Ulfredo era ancora frastornato e Gastone Bovini
aveva fretta di concludere.
“Senta… Freddy… Lei può scegliere senza fretta. Io le ho fatto leggere quattro annunci. Questa sera se ne va al punto di incontro, là prende contatto
con gli inserzionisti e dopo può decidere e quindi
fissare l‟appuntamento in una delle nostre alcove.
Ora però mi deve scusare, ma ho altri clienti. La saluto.”
Detto questo, Gastone fece uscire bruscamente
uno stordito Ulfredo, il quale non si era ancora reso
conto esattamente di quello che gli stava succedendo. Si diresse barcollando, come un ubriaco, verso
la porta. Nel negozio erano entrati altri clienti,
quelli che Gastone stava aspettando. Tra le nebbie
che lo avvolgevano, Ulfredo vide uno strano ometto sorridente che inforcava un walkman e agitava le
mani in aria, seguito da un uomo massiccio dai
lunghi capelli. Non lo degnarono di uno sguardo e
si infilarono nel retrobottega. Ulfredo cercò di uscire, ma andò a sbattere contro la vetrina. Poi il ragazzo baffuto all‟esterno gli aprì la porta e fu finalmente all‟aperto. Borbottò un saluto e si avviò
incerto lungo la strada. Riuscì a compiere solo pochi passi e un rigurgito di vomito, represso fino ad
allora, lo colse e la colazione finì sul marciapiede.

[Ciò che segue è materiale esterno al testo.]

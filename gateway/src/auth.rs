//! Bearer token authentication.
//!
//! Tokens are HS256 JWTs whose `sub` is the numeric user id. Group
//! membership is always read from the store, never from the token.

use std::time::{Duration, SystemTime, UNIX_EPOCH};

use axum::{
    extract::FromRequestParts,
    http::{header, request::Parts},
};
use jsonwebtoken::{decode, encode, Algorithm, EncodingKey, Header, Validation};
use portal_core::models::{User, UserId};
use serde::{Deserialize, Serialize};
use tracing::debug;

use crate::{error::ApiError, AppState};

#[derive(Debug, Serialize, Deserialize)]
pub struct Claims {
    pub sub: String,
    pub exp: u64,
}

/// Mints a token for `user_id`, valid for `ttl`.
pub fn issue_token(secret: &[u8], user_id: UserId, ttl: Duration) -> Result<String, jsonwebtoken::errors::Error> {
    let exp = SystemTime::now()
        .checked_add(ttl)
        .and_then(|t| t.duration_since(UNIX_EPOCH).ok())
        .map(|d| d.as_secs())
        .unwrap_or(u64::MAX);
    let claims = Claims { sub: user_id.to_string(), exp };
    encode(&Header::new(Algorithm::HS256), &claims, &EncodingKey::from_secret(secret))
}

// Ok(None): no credentials were presented at all.
async fn authenticate(parts: &Parts, state: &AppState) -> Result<Option<User>, ApiError> {
    let Some(value) = parts.headers.get(header::AUTHORIZATION) else {
        return Ok(None);
    };
    let token = value
        .to_str()
        .ok()
        .and_then(|v| v.strip_prefix("Bearer "))
        .ok_or(ApiError::Unauthorized)?;

    let data = decode::<Claims>(token, &state.jwt_key, &Validation::new(Algorithm::HS256)).map_err(|e| {
        debug!("Rejected token: {}", e);
        ApiError::Unauthorized
    })?;
    let user_id: UserId = data.claims.sub.parse().map_err(|_| ApiError::Unauthorized)?;

    let user = state
        .portal
        .store()
        .get_user(user_id)
        .await
        .map_err(|e| ApiError::InternalServerError(e.to_string()))?
        .ok_or(ApiError::Unauthorized)?;
    Ok(Some(user))
}

/// The authenticated caller; rejects with 401 otherwise.
pub struct CurrentUser(pub User);

impl FromRequestParts<AppState> for CurrentUser {
    type Rejection = ApiError;

    async fn from_request_parts(parts: &mut Parts, state: &AppState) -> Result<Self, Self::Rejection> {
        authenticate(parts, state).await?.map(CurrentUser).ok_or(ApiError::Unauthorized)
    }
}

/// The caller if one could be identified. Bad credentials count as anonymous.
pub struct MaybeUser(pub Option<User>);

impl FromRequestParts<AppState> for MaybeUser {
    type Rejection = ApiError;

    async fn from_request_parts(parts: &mut Parts, state: &AppState) -> Result<Self, Self::Rejection> {
        match authenticate(parts, state).await {
            Ok(user) => Ok(MaybeUser(user)),
            Err(ApiError::Unauthorized) => Ok(MaybeUser(None)),
            Err(e) => Err(e),
        }
    }
}

#[cfg(test)]
mod tests {
    use super::*;
    use jsonwebtoken::DecodingKey;

    #[test]
    fn issued_tokens_decode_with_the_same_secret() {
        let token = issue_token(b"secret", 42, Duration::from_secs(60)).unwrap();
        let data = decode::<Claims>(&token, &DecodingKey::from_secret(b"secret"), &Validation::new(Algorithm::HS256))
            .unwrap();
        assert_eq!(data.claims.sub, "42");

        let wrong = decode::<Claims>(&token, &DecodingKey::from_secret(b"other"), &Validation::new(Algorithm::HS256));
        assert!(wrong.is_err());
    }
}
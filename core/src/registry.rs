use serde::{Deserialize, Deserializer};
use std::path::Path;
use thiserror::Error;
use tokio::fs;

use crate::models::ApiDefinition;
use crate::store::{Store, StoreError};

#[derive(Debug, Error)]
pub enum RegistryError {
    #[error("failed to read registry at '{path}': {source}")]
    Read {
        path: String,
        #[source]
        source: std::io::Error,
    },
    #[error("malformed registry: {0}")]
    Parse(#[from] serde_json::Error),
    #[error(transparent)]
    Store(#[from] StoreError),
}

// The shape of registry.json, written by whoever administers the portal.
#[derive(Debug, Clone, Default, Deserialize)]
pub struct Registry {
    #[serde(default)]
    pub apis: Vec<ApiDefinition>,
    #[serde(default)]
    pub users: Vec<UserSeed>,
}

#[derive(Debug, Clone, Deserialize)]
pub struct UserSeed {
    pub username: String,
    #[serde(default, deserialize_with = "comma_list")]
    pub groups: Vec<String>,
}

impl Registry {
    // Reads the registry file. A missing file is an empty registry.
    pub async fn load(path: impl AsRef<Path>) -> Result<Self, RegistryError> {
        let path = path.as_ref();
        if !path.exists() {
            tracing::warn!("No registry found at '{}', starting with stored definitions only", path.display());
            return Ok(Self::default());
        }

        // 1. Read the JSON file
        let content = fs::read_to_string(path).await.map_err(|source| RegistryError::Read {
            path: path.display().to_string(),
            source,
        })?;

        // 2. Parse it
        let registry: Registry = serde_json::from_str(&content)?;

        // 3. Sanity check: definitions nobody can reach or that produce nothing
        for api in &registry.apis {
            if api.authorized_groups.is_empty() {
                tracing::warn!("API '{}' has no authorized groups and will never be offered", api.name);
            }
            if api.output_files.is_empty() {
                tracing::warn!("API '{}' declares no output files", api.name);
            }
        }

        Ok(registry)
    }

    /// Upserts every definition and user into the store.
    pub async fn sync(&self, store: &dyn Store) -> Result<(), RegistryError> {
        for api in &self.apis {
            store.upsert_api(api).await?;
        }
        for user in &self.users {
            store.upsert_user(&user.username, &user.groups).await?;
        }
        tracing::info!("Registry synced: {} APIs, {} users", self.apis.len(), self.users.len());
        Ok(())
    }
}

/// Accepts either `"a, b ,c"` or `["a", "b", "c"]`. Whitespace is stripped
/// and empty items are dropped.
pub fn comma_list<'de, D>(deserializer: D) -> Result<Vec<String>, D::Error>
where
    D: Deserializer<'de>,
{
    #[derive(Deserialize)]
    #[serde(untagged)]
    enum Raw {
        Joined(String),
        Items(Vec<String>),
    }

    let items = match Raw::deserialize(deserializer)? {
        Raw::Joined(s) => split_list(&s),
        Raw::Items(v) => v.iter().flat_map(|s| split_list(s)).collect(),
    };
    Ok(items)
}

fn split_list(s: &str) -> Vec<String> {
    s.split(',')
        .map(|item| item.chars().filter(|c| !c.is_whitespace()).collect::<String>())
        .filter(|item| !item.is_empty())
        .collect()
}

#[cfg(test)]
mod tests {
    use super::*;

    #[test]
    fn comma_separated_lists_are_parsed_once() {
        let api: ApiDefinition = serde_json::from_str(
            r#"{
                "id": 7,
                "name": "blast",
                "command": "run.sh {1}",
                "num_input_params": 1,
                "output_files": "a.txt, b.txt,",
                "authorized_groups": ["staff", " research "]
            }"#,
        )
        .unwrap();

        assert_eq!(api.output_files, vec!["a.txt", "b.txt"]);
        assert_eq!(api.authorized_groups, vec!["staff", "research"]);
        assert_eq!(api.description, "");
    }

    #[tokio::test]
    async fn missing_registry_is_empty() {
        let dir = tempfile::tempdir().unwrap();
        let registry = Registry::load(dir.path().join("registry.json")).await.unwrap();
        assert!(registry.apis.is_empty());
        assert!(registry.users.is_empty());
    }

    #[tokio::test]
    async fn loads_apis_and_users() {
        let dir = tempfile::tempdir().unwrap();
        let path = dir.path().join("registry.json");
        std::fs::write(
            &path,
            r#"{
                "apis": [{"id": 1, "name": "echo", "description": "Echo", "command": "echo {1}",
                          "num_input_params": 1, "output_files": "out.txt", "authorized_groups": "guest"}],
                "users": [{"username": "alice", "groups": "staff, research"}]
            }"#,
        )
        .unwrap();

        let registry = Registry::load(&path).await.unwrap();
        assert_eq!(registry.apis.len(), 1);
        assert_eq!(registry.users[0].groups, vec!["staff", "research"]);
    }

    #[tokio::test]
    async fn malformed_registry_is_an_error() {
        let dir = tempfile::tempdir().unwrap();
        let path = dir.path().join("registry.json");
        std::fs::write(&path, "{ not json").unwrap();
        assert!(matches!(Registry::load(&path).await, Err(RegistryError::Parse(_))));
    }
}
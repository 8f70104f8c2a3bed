//! Resolver configuration loading
//!
//! Each resolver names a configuration object; the framework loads it into
//! the per-reconcile context before Validate/Resolve run. The framework
//! neither reads nor validates the keys beyond transport, with one
//! exception: resolvers may honor a timeout override (see
//! `Resolver::get_resolution_timeout`).

use std::collections::BTreeMap;

use async_trait::async_trait;
use k8s_openapi::api::core::v1::ConfigMap;
use kube::{Api, Client};

#[cfg(test)]
use mockall::automock;

use crate::error::ResolutionError;

/// Source of a resolver's key→value configuration mapping
#[cfg_attr(test, automock)]
#[async_trait]
pub trait ConfigSource: Send + Sync {
    /// Load the mapping stored under `name`. A missing object yields an
    /// empty mapping, not an error.
    async fn load(&self, name: &str) -> Result<BTreeMap<String, String>, ResolutionError>;
}

/// ConfigMap-backed source reading from the operator namespace
pub struct ConfigMapSource {
    client: Client,
    namespace: String,
}

impl ConfigMapSource {
    /// New source reading ConfigMaps from `namespace`
    pub fn new(client: Client, namespace: impl Into<String>) -> Self {
        Self {
            client,
            namespace: namespace.into(),
        }
    }
}

#[async_trait]
impl ConfigSource for ConfigMapSource {
    async fn load(&self, name: &str) -> Result<BTreeMap<String, String>, ResolutionError> {
        let api: Api<ConfigMap> = Api::namespaced(self.client.clone(), &self.namespace);
        match api.get_opt(name).await? {
            Some(cm) => Ok(cm.data.unwrap_or_default()),
            None => Ok(BTreeMap::new()),
        }
    }
}

/// Fixed in-memory configuration, used in tests and standalone tooling
#[derive(Clone, Debug, Default)]
pub struct StaticConfig(
    /// The mapping returned for every load
    pub BTreeMap<String, String>,
);

#[async_trait]
impl ConfigSource for StaticConfig {
    async fn load(&self, _name: &str) -> Result<BTreeMap<String, String>, ResolutionError> {
        Ok(self.0.clone())
    }
}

Iniziò a tremare: ora aveva paura, in che cosa si era
cacciato? La sua vita tranquilla, dove sarebbe andata a finire? Maledetti ormoni! Stasera si sarebbe
chiuso in casa, con i suoi libri e i suoi gatti, si sarebbe nascosto, forse scappato, ma non in quel luogo no, non ci avrebbe mai messo piede.
68
5. RICORDO DI UN DISEGNO
Invece ci era andato, per disperazione, per dimenticare Francesca… E adesso si trovava legato
ad un letto, nudo, sovrastato dalla minacciosa figura di Armido Strossi. Come da ragazzino, quando
Carlo Alberto Zinna, il bullo della classe, figlio del
direttore della banca, lo picchiava. In due lo tenevano fermo, mentre Carlo Alberto lo riempiva di
schiaffi. Allora Romella! Sei proprio una Romella,
fai schifo! Era terribilmente magro da ragazzino e
gli altri ne approfittavano. Intorno si radunava una
piccola folla e tutti ridevano, e a volte gli sputavano.
“Non sono una Romella...” riuscì a sussurrare.
Armido lo guardò torvo, senza capire.
La Tv continuava ad andare. Marcellus era sodomizzato da Zed.
Vuoi lottare? Vuoi proprio lottare? Benone, a
me piace lottare...
Ulfredo sentiva la testa pesante, gli sembrava di
essere immerso in una materia molle e sdrucciolevole, scavando lunghe gallerie. Doveva farlo, gli
sembrava di averlo fatto per tutta la vita. Gli sembrò di incontrare un punto più resistente, di faticare,
e poi di riuscire a distruggerlo.
Adesso ne era fuori, finalmente, ma dinanzi a lui
c‟era solo un mostro che urlava, che lo sollevava,
carpendolo alla sicurezza di quelle caverne.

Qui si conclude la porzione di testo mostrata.